We performed an Affymetrix microarray gene expression profiling to identify a gene signature specific for atypical lung carcinoids. Among the most overexpressed genes in AC vs TC, we selected GC (vitamin D-binding protein or Graves Diseases Susceptibility To-gene) and CEACAM1 (carcinoembryonic antigen family member) that we validated by means of qRT-PCR and IHC as new potential diagnostic markers. GC, the vitamin D-binding protein (VDBT) has a relevant immunomodulatory function in the lung and protein variations have been associated with airways diseases, such as chronic obstructive pulmonary disease (COPD), asthma, bronchiectasias, and lung cancer (Chishimba et al, 2010). CEACAM1 encodes a member of the carcinoembryonic antigen (CEA) gene family, which belongs to the immunoglobulin superfamily. Being involved in intercellular and intracellular signalling, CEACAM1 has a pleiotropic role in normal homeostasis and tumour progression (Ergun et al, 2000; Beauchemin and Arabzadeh, 2013). In particular, the expression of CEACAM1 in the tumour microenvironment significantly contributes to angiogenesis and tumour metastasis. A further contribution to tumour progression derives from CEACAM1 involvement in immune response: its expression on melanoma cells prevents attacks from T and NK cells (Ortenberg et al, 2012). For these reasons, it is considered as a promising therapeutic target, because inhibitory antibodies targeting CEACAM1 could render tumour cells more susceptible to the immune system attack. Moreover, because overexpressed in several tumours, CEACAM1 could represent a novel therapeutic target as well as a biomarker to monitor disease progression. This concept could also apply to ACs, since our data indicate high CEACAM1 expression in this subtype. In terms of correlation with the clinical outcome, a role for GC has not definitely been addressed, while an association between CEACAM1 expression and negative prognosis has already been proposed. Indeed, lung adenocarcinomas expressing CEACAM1 showed a worst overall and disease-free survival compared with negative tumours (Laack et al, 2002).

When GC and CEACAM1 are evaluated together, they proved to be a potent tool able to discriminate ACs from TCs, resulting in the definition of an IHC assay possibly suitable for routine diagnostic procedures. On the basis of our data, we derived an algorithm, represented in Table 2, with a sensitivity ranging from 80% for TC to 90% for AC, as determined in our sample of 29 carcinoid tumours and assuming the double blind revision as a reference (Supplementary Table 4).
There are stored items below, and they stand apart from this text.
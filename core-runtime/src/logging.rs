//! # Logging & Tracing Infrastructure
//!
//! Provides structured logging with the `tracing` crate, supporting:
//! - JSON, pretty and compact output formats
//! - Module-level filtering
//! - Redaction of credentials carried in request headers and signed URLs
//!
//! ## Usage
//!
//! ```ignore
//! use core_runtime::logging::{init_logging, LogFormat, LogLevel, LoggingConfig};
//!
//! #[tokio::main]
//! async fn main() {
//!     let config = LoggingConfig::default()
//!         .with_format(LogFormat::Pretty)
//!         .with_level(LogLevel::Debug);
//!
//!     init_logging(config).expect("Failed to initialize logging");
//!
//!     tracing::info!("Player started");
//! }
//! ```

use crate::error::{Error, Result};
use serde::{Deserialize, Serialize};
use std::io;
use tracing_subscriber::{
    filter::EnvFilter, fmt::format::FmtSpan, layer::SubscriberExt, util::SubscriberInitExt,
};

/// Log output format
#[derive(Debug, Clone, Copy, PartialEq, Eq)]
pub enum LogFormat {
    /// Human-readable pretty format with colors
    Pretty,
    /// Structured JSON format for machine parsing
    Json,
    /// Compact format for production
    Compact,
}

impl Default for LogFormat {
    fn default() -> Self {
        #[cfg(debug_assertions)]
        return Self::Pretty;

        #[cfg(not(debug_assertions))]
        return Self::Json;
    }
}

/// Log level
#[derive(Debug, Clone, Copy, PartialEq, Eq, PartialOrd, Ord, Serialize, Deserialize)]
#[serde(rename_all = "lowercase")]
pub enum LogLevel {
    Trace,
    Debug,
    Info,
    Warn,
    Error,
}

impl LogLevel {
    fn as_filter_str(self) -> &'static str {
        match self {
            LogLevel::Trace => "trace",
            LogLevel::Debug => "debug",
            LogLevel::Info => "info",
            LogLevel::Warn => "warn",
            LogLevel::Error => "error",
        }
    }
}

/// Logging configuration
#[derive(Debug, Clone)]
pub struct LoggingConfig {
    /// Output format
    pub format: LogFormat,
    /// Minimum log level for workspace crates
    pub level: LogLevel,
    /// Custom filter string (e.g., "core_playback=trace,reqwest=debug")
    pub filter: Option<String>,
    /// Emit span enter/exit information
    pub enable_spans: bool,
    /// Display target module in logs
    pub display_target: bool,
    /// Display thread info
    pub display_thread_info: bool,
}

impl Default for LoggingConfig {
    fn default() -> Self {
        Self {
            format: LogFormat::default(),
            level: LogLevel::Info,
            filter: None,
            enable_spans: true,
            display_target: true,
            display_thread_info: false,
        }
    }
}

impl LoggingConfig {
    /// Set log format
    pub fn with_format(mut self, format: LogFormat) -> Self {
        self.format = format;
        self
    }

    /// Set minimum log level
    pub fn with_level(mut self, level: LogLevel) -> Self {
        self.level = level;
        self
    }

    /// Set custom filter string
    pub fn with_filter(mut self, filter: impl Into<String>) -> Self {
        self.filter = Some(filter.into());
        self
    }

    /// Enable or disable span events
    pub fn with_spans(mut self, enable: bool) -> Self {
        self.enable_spans = enable;
        self
    }

    /// Enable or disable target display
    pub fn with_target(mut self, display: bool) -> Self {
        self.display_target = display;
        self
    }

    /// Enable or disable thread info
    pub fn with_thread_info(mut self, display: bool) -> Self {
        self.display_thread_info = display;
        self
    }
}

/// Initialize the logging system
///
/// This should be called once during application startup. Subsequent calls
/// will return an error.
///
/// # Errors
///
/// Returns an error if:
/// - Logging is already initialized
/// - The filter string is invalid
pub fn init_logging(config: LoggingConfig) -> Result<()> {
    let filter = build_filter(&config)?;
    let registry = tracing_subscriber::registry().with(filter);

    let span_events = if config.enable_spans {
        FmtSpan::ACTIVE
    } else {
        FmtSpan::NONE
    };

    let result = match config.format {
        LogFormat::Pretty => registry
            .with(
                tracing_subscriber::fmt::layer()
                    .pretty()
                    .with_target(config.display_target)
                    .with_thread_ids(config.display_thread_info)
                    .with_thread_names(config.display_thread_info)
                    .with_span_events(span_events)
                    .with_writer(io::stdout),
            )
            .try_init(),
        LogFormat::Json => registry
            .with(
                tracing_subscriber::fmt::layer()
                    .json()
                    .flatten_event(true)
                    .with_current_span(config.enable_spans)
                    .with_span_list(config.enable_spans)
                    .with_target(config.display_target)
                    .with_thread_ids(config.display_thread_info)
                    .with_thread_names(config.display_thread_info)
                    .with_writer(io::stdout),
            )
            .try_init(),
        LogFormat::Compact => registry
            .with(
                tracing_subscriber::fmt::layer()
                    .compact()
                    .with_target(config.display_target)
                    .with_thread_ids(config.display_thread_info)
                    .with_thread_names(config.display_thread_info)
                    .with_writer(io::stdout),
            )
            .try_init(),
    };

    result.map_err(|e| Error::Config(format!("Failed to initialize logging: {}", e)))
}

fn build_filter(config: &LoggingConfig) -> Result<EnvFilter> {
    let filter_string = if let Some(custom_filter) = &config.filter {
        custom_filter.clone()
    } else {
        // Our crates at the configured level, transport and database at warn
        let level = config.level.as_filter_str();
        format!(
            "vpc_workspace={level},core_runtime={level},core_playback={level},\
             bridge_desktop={level},h2=warn,hyper=warn,reqwest=warn,sqlx=warn"
        )
    };

    EnvFilter::try_new(filter_string)
        .map_err(|e| Error::Config(format!("Invalid log filter: {}", e)))
}

const SENSITIVE_FIELDS: &[&str] = &[
    "token",
    "password",
    "secret",
    "api_key",
    "api-key",
    "authorization",
    "bearer",
    "cookie",
];

/// Redact a value if its field or header name marks it as a credential
///
/// ```ignore
/// use core_runtime::logging::redact_if_sensitive;
///
/// let shown = redact_if_sensitive("Authorization", "Bearer abc");
/// assert_eq!(shown, "[REDACTED]");
/// ```
pub fn redact_if_sensitive(field_name: &str, value: &str) -> String {
    let field_lower = field_name.to_lowercase();
    if SENSITIVE_FIELDS.iter().any(|&f| field_lower.contains(f)) {
        "[REDACTED]".to_string()
    } else {
        value.to_string()
    }
}

/// Render a header map for logging, sorted by name, with credentials masked
pub fn redact_headers<'a, I>(headers: I) -> String
where
    I: IntoIterator<Item = (&'a String, &'a String)>,
{
    let mut pairs: Vec<String> = headers
        .into_iter()
        .map(|(name, value)| format!("{}: {}", name, redact_if_sensitive(name, value)))
        .collect();
    pairs.sort();
    pairs.join(", ")
}

/// Drop the query string from a URL; signed CDN URLs carry credentials there
pub fn redact_url(url: &str) -> String {
    match url.split_once('?') {
        Some((base, _)) => format!("{}?[REDACTED]", base),
        None => url.to_string(),
    }
}

/// Strip full file paths to basename only
///
/// ```ignore
/// use core_runtime::logging::strip_path;
///
/// assert_eq!(strip_path("/data/app/downloads/abc.0.span"), "abc.0.span");
/// ```
pub fn strip_path(path: &str) -> &str {
    path.rsplit('/')
        .next()
        .unwrap_or(path)
        .rsplit('\\')
        .next()
        .unwrap_or(path)
}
The development of this new tool is of great importance, considering that the distinction between the two tumour subtypes on biopsies/cytological specimens is still unfeasible and sometimes limited also after radical surgeries. Our algorithm, instead, could potentially be used also in cytological samples, as illustrated in Supplementary Figure 1.

Given the rarity of this kind of lung tumours, we defined the algorithm on a relatively low number of samples. However, the high sensitivity and reproducibility of this new diagnostic algorithm strongly support a further validation effort on a wider sample size, to investigate whether this potential tool could become a part of the routine diagnostic procedure.